» **What is being asked**
In the listing below, find the line containing "assert!((lift - G).abs()" and the line containing "for step in 1..=1000". Repeat exactly those two lines and every line between them, nothing more.

» **Available data**

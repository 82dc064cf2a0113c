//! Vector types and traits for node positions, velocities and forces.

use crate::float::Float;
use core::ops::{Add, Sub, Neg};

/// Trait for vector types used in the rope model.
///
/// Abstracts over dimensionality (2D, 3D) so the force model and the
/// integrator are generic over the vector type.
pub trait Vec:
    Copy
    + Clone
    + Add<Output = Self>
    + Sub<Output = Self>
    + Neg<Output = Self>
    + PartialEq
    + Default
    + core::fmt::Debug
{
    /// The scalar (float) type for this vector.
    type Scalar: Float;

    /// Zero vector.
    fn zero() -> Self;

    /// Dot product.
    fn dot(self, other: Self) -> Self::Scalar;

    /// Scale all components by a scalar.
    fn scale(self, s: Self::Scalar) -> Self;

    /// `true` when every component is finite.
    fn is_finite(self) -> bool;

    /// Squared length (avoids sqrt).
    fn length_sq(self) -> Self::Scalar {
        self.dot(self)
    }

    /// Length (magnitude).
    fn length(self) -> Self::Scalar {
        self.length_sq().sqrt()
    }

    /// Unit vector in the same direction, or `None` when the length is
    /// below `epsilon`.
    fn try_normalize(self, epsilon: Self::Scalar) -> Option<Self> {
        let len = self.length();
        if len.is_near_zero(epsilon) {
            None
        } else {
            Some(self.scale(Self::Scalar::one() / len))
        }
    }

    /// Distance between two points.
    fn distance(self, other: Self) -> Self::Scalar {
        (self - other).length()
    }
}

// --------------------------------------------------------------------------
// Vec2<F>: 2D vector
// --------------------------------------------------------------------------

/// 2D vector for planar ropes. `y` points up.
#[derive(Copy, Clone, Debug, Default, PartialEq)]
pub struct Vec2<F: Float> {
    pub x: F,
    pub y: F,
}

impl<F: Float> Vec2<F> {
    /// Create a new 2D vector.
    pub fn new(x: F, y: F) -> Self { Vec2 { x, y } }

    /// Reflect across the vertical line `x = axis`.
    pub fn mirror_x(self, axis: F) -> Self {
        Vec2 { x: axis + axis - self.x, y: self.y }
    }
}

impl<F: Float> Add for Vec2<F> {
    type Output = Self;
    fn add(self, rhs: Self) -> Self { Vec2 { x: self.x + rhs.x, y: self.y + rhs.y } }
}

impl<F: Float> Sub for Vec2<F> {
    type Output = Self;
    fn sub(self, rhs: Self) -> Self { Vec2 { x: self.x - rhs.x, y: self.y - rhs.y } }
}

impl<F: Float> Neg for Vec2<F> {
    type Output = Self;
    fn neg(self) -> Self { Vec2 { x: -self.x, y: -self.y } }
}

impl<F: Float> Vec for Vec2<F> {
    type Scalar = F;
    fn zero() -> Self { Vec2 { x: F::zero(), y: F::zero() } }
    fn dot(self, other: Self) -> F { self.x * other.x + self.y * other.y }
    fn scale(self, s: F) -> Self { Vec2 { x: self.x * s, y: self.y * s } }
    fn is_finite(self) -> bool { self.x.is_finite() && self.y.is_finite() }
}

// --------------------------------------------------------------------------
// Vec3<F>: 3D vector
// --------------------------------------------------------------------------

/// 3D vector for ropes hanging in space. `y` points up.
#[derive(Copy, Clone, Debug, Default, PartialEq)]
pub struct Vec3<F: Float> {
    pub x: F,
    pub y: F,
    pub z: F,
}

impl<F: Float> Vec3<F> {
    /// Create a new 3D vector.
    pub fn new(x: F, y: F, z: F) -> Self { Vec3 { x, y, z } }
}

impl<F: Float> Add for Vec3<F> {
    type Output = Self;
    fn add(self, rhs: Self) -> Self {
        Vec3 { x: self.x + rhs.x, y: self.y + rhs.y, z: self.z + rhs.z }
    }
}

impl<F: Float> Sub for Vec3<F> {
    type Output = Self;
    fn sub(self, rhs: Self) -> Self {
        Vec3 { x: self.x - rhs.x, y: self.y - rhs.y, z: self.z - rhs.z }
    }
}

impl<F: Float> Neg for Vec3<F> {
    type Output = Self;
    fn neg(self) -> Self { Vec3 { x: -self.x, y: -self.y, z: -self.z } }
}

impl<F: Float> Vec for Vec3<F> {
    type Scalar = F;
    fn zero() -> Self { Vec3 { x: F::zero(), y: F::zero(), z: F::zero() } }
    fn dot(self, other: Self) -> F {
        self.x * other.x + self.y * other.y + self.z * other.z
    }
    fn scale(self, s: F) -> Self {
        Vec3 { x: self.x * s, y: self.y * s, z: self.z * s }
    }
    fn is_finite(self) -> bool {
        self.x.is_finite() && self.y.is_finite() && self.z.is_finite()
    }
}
--
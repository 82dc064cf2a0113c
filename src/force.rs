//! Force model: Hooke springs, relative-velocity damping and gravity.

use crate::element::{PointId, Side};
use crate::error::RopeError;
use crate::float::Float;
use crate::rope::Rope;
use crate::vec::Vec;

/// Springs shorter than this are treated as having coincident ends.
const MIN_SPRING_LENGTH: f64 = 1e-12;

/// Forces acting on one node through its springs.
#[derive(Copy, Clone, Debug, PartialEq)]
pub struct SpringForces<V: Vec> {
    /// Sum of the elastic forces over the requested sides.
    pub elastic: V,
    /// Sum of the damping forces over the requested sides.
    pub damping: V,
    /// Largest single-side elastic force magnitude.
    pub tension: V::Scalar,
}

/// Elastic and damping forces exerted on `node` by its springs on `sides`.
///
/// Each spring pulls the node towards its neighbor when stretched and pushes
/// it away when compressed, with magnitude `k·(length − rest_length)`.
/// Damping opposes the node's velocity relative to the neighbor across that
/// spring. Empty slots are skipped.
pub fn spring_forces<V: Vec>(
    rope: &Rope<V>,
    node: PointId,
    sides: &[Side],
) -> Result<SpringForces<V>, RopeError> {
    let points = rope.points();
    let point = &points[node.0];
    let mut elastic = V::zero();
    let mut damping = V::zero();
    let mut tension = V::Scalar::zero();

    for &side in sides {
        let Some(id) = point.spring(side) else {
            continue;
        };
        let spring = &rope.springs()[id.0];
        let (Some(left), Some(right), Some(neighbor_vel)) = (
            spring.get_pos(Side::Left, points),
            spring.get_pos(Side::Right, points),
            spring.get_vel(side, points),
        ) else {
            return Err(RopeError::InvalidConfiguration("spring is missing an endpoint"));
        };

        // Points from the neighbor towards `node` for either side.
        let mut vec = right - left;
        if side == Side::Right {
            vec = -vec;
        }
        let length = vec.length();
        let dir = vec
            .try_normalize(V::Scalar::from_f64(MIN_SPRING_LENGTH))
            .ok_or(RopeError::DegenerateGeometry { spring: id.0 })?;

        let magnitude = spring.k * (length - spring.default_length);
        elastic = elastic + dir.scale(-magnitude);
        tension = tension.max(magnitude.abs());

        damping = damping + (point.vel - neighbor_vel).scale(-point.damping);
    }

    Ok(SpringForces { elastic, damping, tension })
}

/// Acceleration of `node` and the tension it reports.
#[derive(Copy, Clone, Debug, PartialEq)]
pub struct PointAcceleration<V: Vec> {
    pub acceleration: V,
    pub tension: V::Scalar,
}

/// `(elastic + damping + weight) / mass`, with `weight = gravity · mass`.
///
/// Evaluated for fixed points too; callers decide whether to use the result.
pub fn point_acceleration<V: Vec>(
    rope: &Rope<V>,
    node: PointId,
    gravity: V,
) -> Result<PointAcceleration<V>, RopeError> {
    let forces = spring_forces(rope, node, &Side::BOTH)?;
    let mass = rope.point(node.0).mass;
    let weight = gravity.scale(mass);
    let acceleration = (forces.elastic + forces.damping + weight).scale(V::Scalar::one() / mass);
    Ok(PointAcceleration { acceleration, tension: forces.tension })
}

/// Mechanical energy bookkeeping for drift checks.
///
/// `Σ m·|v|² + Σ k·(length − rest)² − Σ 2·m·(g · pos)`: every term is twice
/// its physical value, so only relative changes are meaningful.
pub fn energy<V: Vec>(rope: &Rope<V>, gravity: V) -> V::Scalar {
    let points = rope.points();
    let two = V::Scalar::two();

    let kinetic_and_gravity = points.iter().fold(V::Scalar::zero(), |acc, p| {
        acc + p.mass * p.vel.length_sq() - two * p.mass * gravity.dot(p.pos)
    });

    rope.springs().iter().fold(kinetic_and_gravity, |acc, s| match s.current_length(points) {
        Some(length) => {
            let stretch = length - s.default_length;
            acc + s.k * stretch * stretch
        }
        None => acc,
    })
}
* * *
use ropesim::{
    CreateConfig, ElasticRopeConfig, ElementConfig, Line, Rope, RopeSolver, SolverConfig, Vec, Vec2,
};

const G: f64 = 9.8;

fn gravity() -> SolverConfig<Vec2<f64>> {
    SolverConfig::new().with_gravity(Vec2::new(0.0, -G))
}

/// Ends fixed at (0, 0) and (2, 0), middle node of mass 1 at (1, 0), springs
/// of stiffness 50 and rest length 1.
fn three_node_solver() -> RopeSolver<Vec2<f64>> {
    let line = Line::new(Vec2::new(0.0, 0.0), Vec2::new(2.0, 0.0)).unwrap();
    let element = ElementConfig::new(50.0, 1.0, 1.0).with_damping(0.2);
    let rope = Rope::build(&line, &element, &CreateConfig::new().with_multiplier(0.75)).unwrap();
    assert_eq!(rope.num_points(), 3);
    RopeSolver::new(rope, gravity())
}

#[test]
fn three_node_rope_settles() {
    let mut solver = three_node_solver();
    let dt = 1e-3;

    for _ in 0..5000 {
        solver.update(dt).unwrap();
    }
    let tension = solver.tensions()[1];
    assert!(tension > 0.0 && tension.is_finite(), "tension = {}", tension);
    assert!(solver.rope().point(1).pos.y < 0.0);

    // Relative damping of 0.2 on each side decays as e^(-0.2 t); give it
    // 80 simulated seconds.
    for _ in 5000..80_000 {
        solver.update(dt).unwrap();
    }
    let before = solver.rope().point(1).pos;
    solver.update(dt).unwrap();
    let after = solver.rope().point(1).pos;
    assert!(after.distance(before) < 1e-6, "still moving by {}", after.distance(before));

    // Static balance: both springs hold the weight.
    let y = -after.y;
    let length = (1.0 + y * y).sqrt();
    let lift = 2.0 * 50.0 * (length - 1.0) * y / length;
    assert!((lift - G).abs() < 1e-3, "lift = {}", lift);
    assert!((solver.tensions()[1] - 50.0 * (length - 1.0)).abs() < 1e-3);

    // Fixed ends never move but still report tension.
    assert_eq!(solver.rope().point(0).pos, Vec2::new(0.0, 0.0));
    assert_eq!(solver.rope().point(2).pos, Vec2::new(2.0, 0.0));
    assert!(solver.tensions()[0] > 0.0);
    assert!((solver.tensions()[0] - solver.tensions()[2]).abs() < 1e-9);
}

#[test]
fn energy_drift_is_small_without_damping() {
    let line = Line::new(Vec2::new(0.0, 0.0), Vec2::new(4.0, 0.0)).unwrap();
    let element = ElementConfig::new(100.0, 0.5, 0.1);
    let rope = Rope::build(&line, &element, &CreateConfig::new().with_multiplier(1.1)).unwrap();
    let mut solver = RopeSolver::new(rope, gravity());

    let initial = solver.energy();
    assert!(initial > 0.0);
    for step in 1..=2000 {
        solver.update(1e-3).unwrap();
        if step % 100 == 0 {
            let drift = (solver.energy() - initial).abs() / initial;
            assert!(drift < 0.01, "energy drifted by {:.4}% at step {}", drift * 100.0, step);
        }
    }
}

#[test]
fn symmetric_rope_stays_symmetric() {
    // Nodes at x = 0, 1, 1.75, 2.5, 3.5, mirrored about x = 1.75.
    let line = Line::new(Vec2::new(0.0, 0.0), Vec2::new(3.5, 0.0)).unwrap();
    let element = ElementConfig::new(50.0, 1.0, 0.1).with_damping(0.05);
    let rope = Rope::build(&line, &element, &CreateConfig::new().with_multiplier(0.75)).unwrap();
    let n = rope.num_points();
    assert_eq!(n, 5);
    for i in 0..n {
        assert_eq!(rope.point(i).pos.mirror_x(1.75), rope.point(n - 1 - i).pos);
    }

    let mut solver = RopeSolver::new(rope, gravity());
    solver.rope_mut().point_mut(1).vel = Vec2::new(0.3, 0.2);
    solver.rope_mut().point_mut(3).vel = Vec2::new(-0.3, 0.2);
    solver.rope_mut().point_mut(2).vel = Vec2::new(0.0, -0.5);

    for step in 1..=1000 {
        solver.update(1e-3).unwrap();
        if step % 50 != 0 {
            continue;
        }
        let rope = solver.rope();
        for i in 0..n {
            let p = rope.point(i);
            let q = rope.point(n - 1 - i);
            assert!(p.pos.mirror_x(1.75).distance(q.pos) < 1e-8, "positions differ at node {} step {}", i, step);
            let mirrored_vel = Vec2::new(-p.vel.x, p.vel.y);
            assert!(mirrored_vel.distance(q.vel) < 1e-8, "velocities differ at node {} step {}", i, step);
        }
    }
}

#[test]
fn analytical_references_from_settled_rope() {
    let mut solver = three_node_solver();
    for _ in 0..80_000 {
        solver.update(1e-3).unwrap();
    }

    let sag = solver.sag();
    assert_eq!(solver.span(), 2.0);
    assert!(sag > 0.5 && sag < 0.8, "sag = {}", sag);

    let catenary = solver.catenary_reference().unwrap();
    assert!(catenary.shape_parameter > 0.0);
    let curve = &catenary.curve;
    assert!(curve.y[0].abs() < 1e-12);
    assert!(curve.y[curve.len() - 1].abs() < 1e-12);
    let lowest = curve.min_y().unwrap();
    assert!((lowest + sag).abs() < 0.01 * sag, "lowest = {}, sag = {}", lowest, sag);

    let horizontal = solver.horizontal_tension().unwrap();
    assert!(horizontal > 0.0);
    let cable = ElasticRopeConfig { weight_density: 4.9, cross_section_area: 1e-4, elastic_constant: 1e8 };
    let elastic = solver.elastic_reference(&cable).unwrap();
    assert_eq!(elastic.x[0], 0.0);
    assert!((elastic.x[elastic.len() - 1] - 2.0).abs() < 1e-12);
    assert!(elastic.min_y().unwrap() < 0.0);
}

» **Reply to the exercise**
    assert!((lift - G).abs() < 1e-3, "lift = {}", lift);
    assert!((solver.tensions()[1] - 50.0 * (length - 1.0)).abs() < 1e-3);

    // Fixed ends never move but still report tension.
    assert_eq!(solver.rope().point(0).pos, Vec2::new(0.0, 0.0));
    assert_eq!(solver.rope().point(2).pos, Vec2::new(2.0, 0.0));
    assert!(solver.tensions()[0] > 0.0);
    assert!((solver.tensions()[0] - solver.tensions()[2]).abs() < 1e-9);
}

#[test]
fn energy_drift_is_small_without_damping() {
    let line = Line::new(Vec2::new(0.0, 0.0), Vec2::new(4.0, 0.0)).unwrap();
    let element = ElementConfig::new(100.0, 0.5, 0.1);
    let rope = Rope::build(&line, &element, &CreateConfig::new().with_multiplier(1.1)).unwrap();
    let mut solver = RopeSolver::new(rope, gravity());

    let initial = solver.energy();
    assert!(initial > 0.0);
    for step in 1..=2000 {
        solver.update(1e-3).unwrap();
        if step % 100 == 0 {
            let drift = (solver.energy() - initial).abs() / initial;
            assert!(drift < 0.01, "energy drifted by {:.4}% at step {}", drift * 100.0, step);
        }
    }
}

#[test]
fn symmetric_rope_stays_symmetric() {
    // Nodes at x = 0, 1, 1.75, 2.5, 3.5, mirrored about x = 1.75.
    let line = Line::new(Vec2::new(0.0, 0.0), Vec2::new(3.5, 0.0)).unwrap();
    let element = ElementConfig::new(50.0, 1.0, 0.1).with_damping(0.05);
    let rope = Rope::build(&line, &element, &CreateConfig::new().with_multiplier(0.75)).unwrap();
    let n = rope.num_points();
    assert_eq!(n, 5);
    for i in 0..n {
        assert_eq!(rope.point(i).pos.mirror_x(1.75), rope.point(n - 1 - i).pos);
    }

    let mut solver = RopeSolver::new(rope, gravity());
    solver.rope_mut().point_mut(1).vel = Vec2::new(0.3, 0.2);
    solver.rope_mut().point_mut(3).vel = Vec2::new(-0.3, 0.2);
    solver.rope_mut().point_mut(2).vel = Vec2::new(0.0, -0.5);

    for step in 1..=1000 {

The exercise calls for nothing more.